For John Van Noate, administrator of several vernacular photography groups, it’s more about the immediacy of the image. “They provide a slice of life unfiltered, unmediated,” he writes. “Life in the raw, so to speak.”

Dave Bass‘ interest in vernacular photography started with a childhood fascination for taking snapshots. “I still recall the anxiety felt when retrieving a processed roll from the drugstore and opening the package to discover my treasures,” he recalls. Hunting down “orphan” photos seemed like a natural extension of his passion, and over years of collecting he’s learned a lot about human nature from the pictures he’s found.

I truly believe that such photographs are authentic cultural artifacts that portray who we as humans were, who we have become, and where we will likely go,” Bass writes. He uses Flickr group Vernacular Photo to connect with like-minded folks across the world. 

All of these intrepid collectors’ answers did have one thing in common: a sense of loss, and a desire to subvert it. As Moyer puts it, “Each [photograph] represents a moment that is gone forever.” In a way, these collections preserve memories that would otherwise have vanished long ago. 

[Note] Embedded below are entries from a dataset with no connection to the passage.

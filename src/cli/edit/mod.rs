//! `vitae edit`: an interactive session over a working file.
//!
//! ```text
//! working .typ ──notify──► SourceWatcher ──edit──┐
//! stdin ─────────────────► Command ──────────────┼─► SessionHandle
//! Ctrl+C ────────────────► leave ────────────────┘        │
//!                                                         ▼
//!                          StatusRenderer ◄── watch<SessionView>
//!                          (page-N.svg, status block)
//! ```

mod command;
mod preview;
mod watch;

use std::path::Path;

use anyhow::{Context, Result};
use tokio::sync::mpsc;

use self::command::{Command, HELP, parse_choice};
use self::preview::{PageWriter, StatusRenderer};
use self::watch::SourceWatcher;
use super::common::App;
use crate::core::shutdown_requested;
use crate::session::{
    self, LeaveOutcome, Phase, Resolution, ResolveOutcome, SaveOutcome, SessionError,
    SessionHandle, SkipReason,
};
use crate::logger::status_detach;
use crate::{debug, log};

pub async fn edit(app: &App, id: &str) -> Result<()> {
    let handle = session::open(
        id.into(),
        app.backend.clone(),
        app.compiler(),
        app.session_options(),
    )
    .await?;
    let view = handle.view();
    let permissions = view.permissions;

    let workdir = app.config.preview.output.join(id);
    tokio::fs::create_dir_all(&workdir)
        .await
        .with_context(|| format!("Failed to create {}", workdir.display()))?;
    let work_file = workdir.join("main.typ");
    write_work_file(&work_file, &view.buffer).await?;

    let mut watcher = SourceWatcher::spawn(&work_file)
        .with_context(|| format!("Failed to watch {}", work_file.display()))?;
    let mut lines = spawn_stdin_reader();
    let mut views = handle.subscribe();
    let mut renderer = StatusRenderer::new(PageWriter::new(workdir.clone()));

    log!(
        "edit";
        "{} ({}){}",
        view.title,
        work_file.display(),
        if permissions.can_edit { "" } else { " [read-only]" }
    );
    log!("edit"; "{}", HELP);

    loop {
        tokio::select! {
            biased;

            _ = shutdown_requested() => {
                if leave(&handle, &mut lines).await? {
                    break;
                }
            }

            Some(text) = watcher.recv() => {
                if !permissions.can_edit {
                    debug!("edit"; "read-only, change to working file ignored");
                    continue;
                }
                if handle.edit(text).is_err() {
                    break;
                }
            }

            line = lines.recv() => {
                let Some(line) = line else {
                    // stdin closed: leave as if `:q` was typed, saving when dirty
                    leave_saving(&handle).await?;
                    break;
                };
                if line.trim().is_empty() {
                    continue;
                }
                match Command::parse(&line) {
                    Ok(Command::Quit) => {
                        if leave(&handle, &mut lines).await? {
                            break;
                        }
                    }
                    Ok(command) => run_command(app, id, &handle, &work_file, command).await?,
                    Err(e) => log!("edit"; "{}; {}", e, HELP),
                }
                status_detach();
            }

            changed = views.changed() => {
                if changed.is_err() {
                    break;
                }
                let view = views.borrow_and_update().clone();
                renderer.update(&view)?;
                if view.phase == Phase::Closed {
                    break;
                }
            }
        }
    }

    log!("edit"; "closed {}", id);
    Ok(())
}

async fn run_command(
    app: &App,
    id: &str,
    handle: &SessionHandle,
    work_file: &Path,
    command: Command,
) -> Result<()> {
    match command {
        Command::Save => match handle.save().await {
            Ok(SaveOutcome::Saved(_)) | Ok(SaveOutcome::Conflict(_)) => {}
            Ok(SaveOutcome::Skipped(SkipReason::InProgress)) => {
                log!("save"; "a save is already running");
            }
            Ok(SaveOutcome::Skipped(reason)) => debug!("save"; "skipped: {:?}", reason),
            Err(SessionError::Save(e)) => log!("error"; "{}", e),
            Err(e) => return Err(e.into()),
        },
        Command::Export(path) => {
            let output = path.unwrap_or_else(|| app.config.preview.output.join(format!("{id}.pdf")));
            match handle.export_pdf().await {
                Ok(pdf) => {
                    tokio::fs::write(&output, &pdf)
                        .await
                        .with_context(|| format!("Failed to write {}", output.display()))?;
                    log!("export"; "{} ({} bytes)", output.display(), pdf.len());
                }
                Err(SessionError::Engine(e)) => log!("error"; "export failed: {}", e),
                Err(e) => return Err(e.into()),
            }
        }
        Command::Retry => match handle.retry_engine().await {
            Ok(()) => log!("edit"; "engine ready"),
            Err(SessionError::Engine(e)) => log!("error"; "{}", e),
            Err(e) => return Err(e.into()),
        },
        Command::Keep => resolve(handle, work_file, Resolution::KeepLocal).await?,
        Command::Reload => resolve(handle, work_file, Resolution::DiscardLocal).await?,
        Command::Help => log!("edit"; "{}", HELP),
        Command::Quit => {}
    }
    Ok(())
}

async fn resolve(handle: &SessionHandle, work_file: &Path, resolution: Resolution) -> Result<()> {
    match handle.resolve_conflict(resolution).await {
        Ok(ResolveOutcome::Reloaded) => {
            write_work_file(work_file, &handle.view().buffer).await?;
            log!("conflict"; "reloaded remote copy into {}", work_file.display());
        }
        Ok(ResolveOutcome::Overwrote(_)) => log!("conflict"; "remote copy overwritten"),
        Ok(ResolveOutcome::NoConflict) => log!("conflict"; "nothing to resolve"),
        Err(SessionError::Save(e)) => log!("error"; "{}", e),
        Err(SessionError::Load(e)) => log!("error"; "reload failed: {}", e),
        Err(e) => return Err(e.into()),
    }
    Ok(())
}

/// Leave, prompting for save/discard/cancel when dirty. Returns whether the
/// session closed.
async fn leave(handle: &SessionHandle, lines: &mut mpsc::UnboundedReceiver<String>) -> Result<bool> {
    let outcome = match handle.leave().await? {
        LeaveOutcome::NeedsDecision => {
            status_detach();
            log!("edit"; "unsaved changes: [s]ave, [d]iscard or [c]ancel?");
            let choice = lines.recv().await.map_or_else(|| parse_choice("s"), |l| parse_choice(&l));
            handle.leave_with(choice).await?
        }
        outcome => outcome,
    };
    Ok(report_leave(outcome))
}

async fn leave_saving(handle: &SessionHandle) -> Result<()> {
    let outcome = match handle.leave().await? {
        LeaveOutcome::NeedsDecision => handle.leave_with(session::LeaveChoice::Save).await?,
        outcome => outcome,
    };
    report_leave(outcome);
    Ok(())
}

fn report_leave(outcome: LeaveOutcome) -> bool {
    match outcome {
        LeaveOutcome::Left => true,
        LeaveOutcome::NeedsDecision | LeaveOutcome::Stayed => false,
        LeaveOutcome::SaveFailed(e) => {
            log!("error"; "{}; still editing", e);
            false
        }
        LeaveOutcome::Conflict(_) => {
            log!("conflict"; "resolve with :keep or :reload before leaving");
            false
        }
    }
}

async fn write_work_file(path: &Path, text: &str) -> Result<()> {
    tokio::fs::write(path, text)
        .await
        .with_context(|| format!("Failed to write {}", path.display()))
}

/// Forward stdin lines from a blocking thread.
fn spawn_stdin_reader() -> mpsc::UnboundedReceiver<String> {
    let (tx, rx) = mpsc::unbounded_channel();
    std::thread::spawn(move || {
        let stdin = std::io::stdin();
        let mut line = String::new();
        loop {
            line.clear();
            match stdin.read_line(&mut line) {
                Ok(0) | Err(_) => break,
                Ok(_) => {
                    if tx.send(line.trim_end().to_string()).is_err() {
                        break;
                    }
                }
            }
        }
    });
    rx
}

On that hopeful note, we leave you with an excerpt from Paul Jackson‘s correspondence. The UK resident runs the Flickr group Found Photographs, and has a lot to say about vernacular photos and the power of the online community to uncover their secrets. It’s enough to make you believe that nothing is lost forever. Attend our FAMILIAR STRANGERS exhibition, opening May 16 from 5-7 pm, to untangle more mysteries!

Familiar Strangers Found Photography Show- Matthews Gallery Blog

From Paul Jackson:

I went to art school here in the UK in the 1970s and my interest in vernacular photographs stems from then. In those days you could often buy old postcards and snapshots in charity shops for virtually nothing. Often just arranged in old shoe boxes. You can rarely do that now as these things have become very collectable.

I think it is a shame when dealers break up old photograph albums as all the clues that would help place these images in context get wiped away. You may be interested in some subsidiary groups we run on Flickr. One is called “What’s That Picture” where we invite people to post pre-1945 images that they want help identifying. Sometimes this is a tall order but the Flickr community acts a bit like a hive mind and we have had some astonishing successes. A lot of these can be found in another group “The Astonishing Power of Flickr“. Here many images that have been successfully identified have been posted and some other extraordinary events such as people recognising themselves or other serendipitous events have occurred. 

You ask what the allure is for me. Well, there is something awfully poignant about old snap shots/vernacular photographs. The lives of strangers’ births deaths marriages, love, hearth and home..all life is there and with the knowledge that all that life has probably by now slipped away. These things end up in sales almost always through a death and the death of someone who either has no remaining family, or a family that cannot or will not preserve these fragile family histories. It is a very sobering thought.

I am at a period in my life when I am beginning to realise that even my own family photographs and the ones of my parents and grandparents are going to be vulnerable to be “lost” when I die and it does make you dwell on the ephemeral nature of life, the impermanence of the structures we build around ourselves and how easily it can fade away.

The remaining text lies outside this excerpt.